-- Opening Marker --
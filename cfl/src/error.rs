use thiserror::Error;

#[derive(Debug, Clone, PartialEq, Eq, Error)]
pub enum CflError {
    /// The edge refers to a node or a label outside of the declared domain.
    #[error("invalid edge {src} -{label}-> {dst}: {reason}")]
    InvalidEdge {
        src: usize,
        dst: usize,
        label: String,
        reason: String,
    },

    /// Popped from a worklist that has no pending edges.
    #[error("pop called on an empty worklist")]
    EmptyQueue,

    /// The same production body was given two different heads.
    #[error("production body {body} already derives {existing}, cannot also derive {head}")]
    ConflictingProduction {
        body: String,
        existing: String,
        head: String,
    },

    /// Interning a new name would overflow the symbol space.
    #[error("the alphabet cannot hold more than {limit} symbols")]
    TooManySymbols { limit: usize },
}
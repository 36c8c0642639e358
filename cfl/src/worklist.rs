use core::cmp::Reverse;
use std::collections::VecDeque;

use priority_queue::PriorityQueue;
use rand::rngs::StdRng;
use rand::{Rng, SeedableRng};

use crate::error::CflError;
use crate::grammar::Label;
use crate::graph::{Edge, Node};

/// The order in which pending edges are propagated. The closed graph is the
/// same for every order, only the number of iterations and the order in which
/// derived edges show up differ.
#[derive(Debug, Clone, Copy, PartialEq, Eq, Hash, Default)]
pub enum WorklistOrder {
    #[default]
    Fifo,
    Lifo,
    /// Smallest `(src, dst)` pair first.
    Priority,
    /// Uniformly random, reproducible for the same seed.
    Random(u64),
}

enum Pending<L: Label> {
    Fifo(VecDeque<Edge<L>>),
    Lifo(Vec<Edge<L>>),
    Priority(PriorityQueue<Edge<L>, Reverse<(Node, Node)>>),
    Random(Vec<Edge<L>>, StdRng),
}

/// Edges waiting to be propagated. The worklist does not deduplicate, the
/// engine only pushes edges that the graph reported as new.
pub struct Worklist<L: Label> {
    pending: Pending<L>,
}

impl<L: Label> Worklist<L> {
    pub fn new(order: WorklistOrder) -> Self {
        let pending = match order {
            WorklistOrder::Fifo => Pending::Fifo(VecDeque::new()),
            WorklistOrder::Lifo => Pending::Lifo(Vec::new()),
            WorklistOrder::Priority => Pending::Priority(PriorityQueue::new()),
            WorklistOrder::Random(seed) => {
                Pending::Random(Vec::new(), StdRng::seed_from_u64(seed))
            }
        };
        Self { pending }
    }

    pub fn push(&mut self, edge: Edge<L>) {
        match &mut self.pending {
            Pending::Fifo(queue) => queue.push_back(edge),
            Pending::Lifo(stack) | Pending::Random(stack, _) => stack.push(edge),
            Pending::Priority(queue) => {
                queue.push(edge, Reverse((edge.src, edge.dst)));
            }
        }
    }

    /// Removes the next edge. Callers are expected to check
    /// [`Worklist::is_empty`] first, popping from an empty worklist
    /// fails with [`CflError::EmptyQueue`].
    pub fn pop(&mut self) -> Result<Edge<L>, CflError> {
        let next = match &mut self.pending {
            Pending::Fifo(queue) => queue.pop_front(),
            Pending::Lifo(stack) => stack.pop(),
            Pending::Priority(queue) => queue.pop().map(|(edge, _)| edge),
            Pending::Random(pool, rng) => {
                if pool.is_empty() {
                    None
                } else {
                    let idx = rng.gen_range(0..pool.len());
                    Some(pool.swap_remove(idx))
                }
            }
        };
        next.ok_or(CflError::EmptyQueue)
    }

    pub fn len(&self) -> usize {
        match &self.pending {
            Pending::Fifo(queue) => queue.len(),
            Pending::Lifo(stack) | Pending::Random(stack, _) => stack.len(),
            Pending::Priority(queue) => queue.len(),
        }
    }

    pub fn is_empty(&self) -> bool {
        self.len() == 0
    }
}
-- Closing Marker --
Copy all of the entries above exactly as shown.

TASK ANSWER>
filename cfl/src/error.rs
use thiserror::Error;

#[derive(Debug, Clone, PartialEq, Eq, Error)]
pub enum CflError {
    /// The edge refers to a node or a label outside of the declared domain.
    #[error("invalid edge {src} -{label}-> {dst}: {reason}")]
    InvalidEdge {
        src: usize,
        dst: usize,
        label: String,
        reason: String,
    },

    /// Popped from a worklist that has no pending edges.
    #[error("pop called on an empty worklist")]
    EmptyQueue,

    /// The same production body was given two different heads.
    #[error("production body {body} already derives {existing}, cannot also derive {head}")]
    ConflictingProduction {
        body: String,
        existing: String,
        head: String,
    },

    /// Interning a new name would overflow the symbol space.
    #[error("the alphabet cannot hold more than {limit} symbols")]
    TooManySymbols { limit: usize },
}
repository 36c8c0642639e358
filename cfl/src/worklist.rs
use core::cmp::Reverse;
use std::collections::VecDeque;

use priority_queue::PriorityQueue;
use rand::rngs::StdRng;
use rand::{Rng, SeedableRng};

use crate::error::CflError;
use crate::grammar::Label;
use crate::graph::{Edge, Node};

/// The order in which pending edges are propagated. The closed graph is the
/// same for every order, only the number of iterations and the order in which
/// derived edges show up differ.
#[derive(Debug, Clone, Copy, PartialEq, Eq, Hash, Default)]
pub enum WorklistOrder {
    #[default]
    Fifo,
    Lifo,
    /// Smallest `(src, dst)` pair first.
    Priority,
    /// Uniformly random, reproducible for the same seed.
    Random(u64),
}

enum Pending<L: Label> {
    Fifo(VecDeque<Edge<L>>),
    Lifo(Vec<Edge<L>>),
    Priority(PriorityQueue<Edge<L>, Reverse<(Node, Node)>>),
    Random(Vec<Edge<L>>, StdRng),
}

/// Edges waiting to be propagated. The worklist does not deduplicate, the
/// engine only pushes edges that the graph reported as new.
pub struct Worklist<L: Label> {
    pending: Pending<L>,
}

impl<L: Label> Worklist<L> {
    pub fn new(order: WorklistOrder) -> Self {
        let pending = match order {
            WorklistOrder::Fifo => Pending::Fifo(VecDeque::new()),
            WorklistOrder::Lifo => Pending::Lifo(Vec::new()),
            WorklistOrder::Priority => Pending::Priority(PriorityQueue::new()),
            WorklistOrder::Random(seed) => {
                Pending::Random(Vec::new(), StdRng::seed_from_u64(seed))
            }
        };
        Self { pending }
    }

    pub fn push(&mut self, edge: Edge<L>) {
        match &mut self.pending {
            Pending::Fifo(queue) => queue.push_back(edge),
            Pending::Lifo(stack) | Pending::Random(stack, _) => stack.push(edge),
            Pending::Priority(queue) => {
                queue.push(edge, Reverse((edge.src, edge.dst)));
            }
        }
    }

    /// Removes the next edge. Callers are expected to check
    /// [`Worklist::is_empty`] first, popping from an empty worklist
    /// fails with [`CflError::EmptyQueue`].
    pub fn pop(&mut self) -> Result<Edge<L>, CflError> {
        let next = match &mut self.pending {
            Pending::Fifo(queue) => queue.pop_front(),
            Pending::Lifo(stack) => stack.pop(),
            Pending::Priority(queue) => queue.pop().map(|(edge, _)| edge),
            Pending::Random(pool, rng) => {
                if pool.is_empty() {
                    None
                } else {
                    let idx = rng.gen_range(0..pool.len());
                    Some(pool.swap_remove(idx))
                }
            }
        };
        next.ok_or(CflError::EmptyQueue)
    }

    pub fn len(&self) -> usize {
        match &self.pending {
            Pending::Fifo(queue) => queue.len(),
            Pending::Lifo(stack) | Pending::Random(stack, _) => stack.len(),
            Pending::Priority(queue) => queue.len(),
        }
    }

    pub fn is_empty(&self) -> bool {
        self.len() == 0
    }
}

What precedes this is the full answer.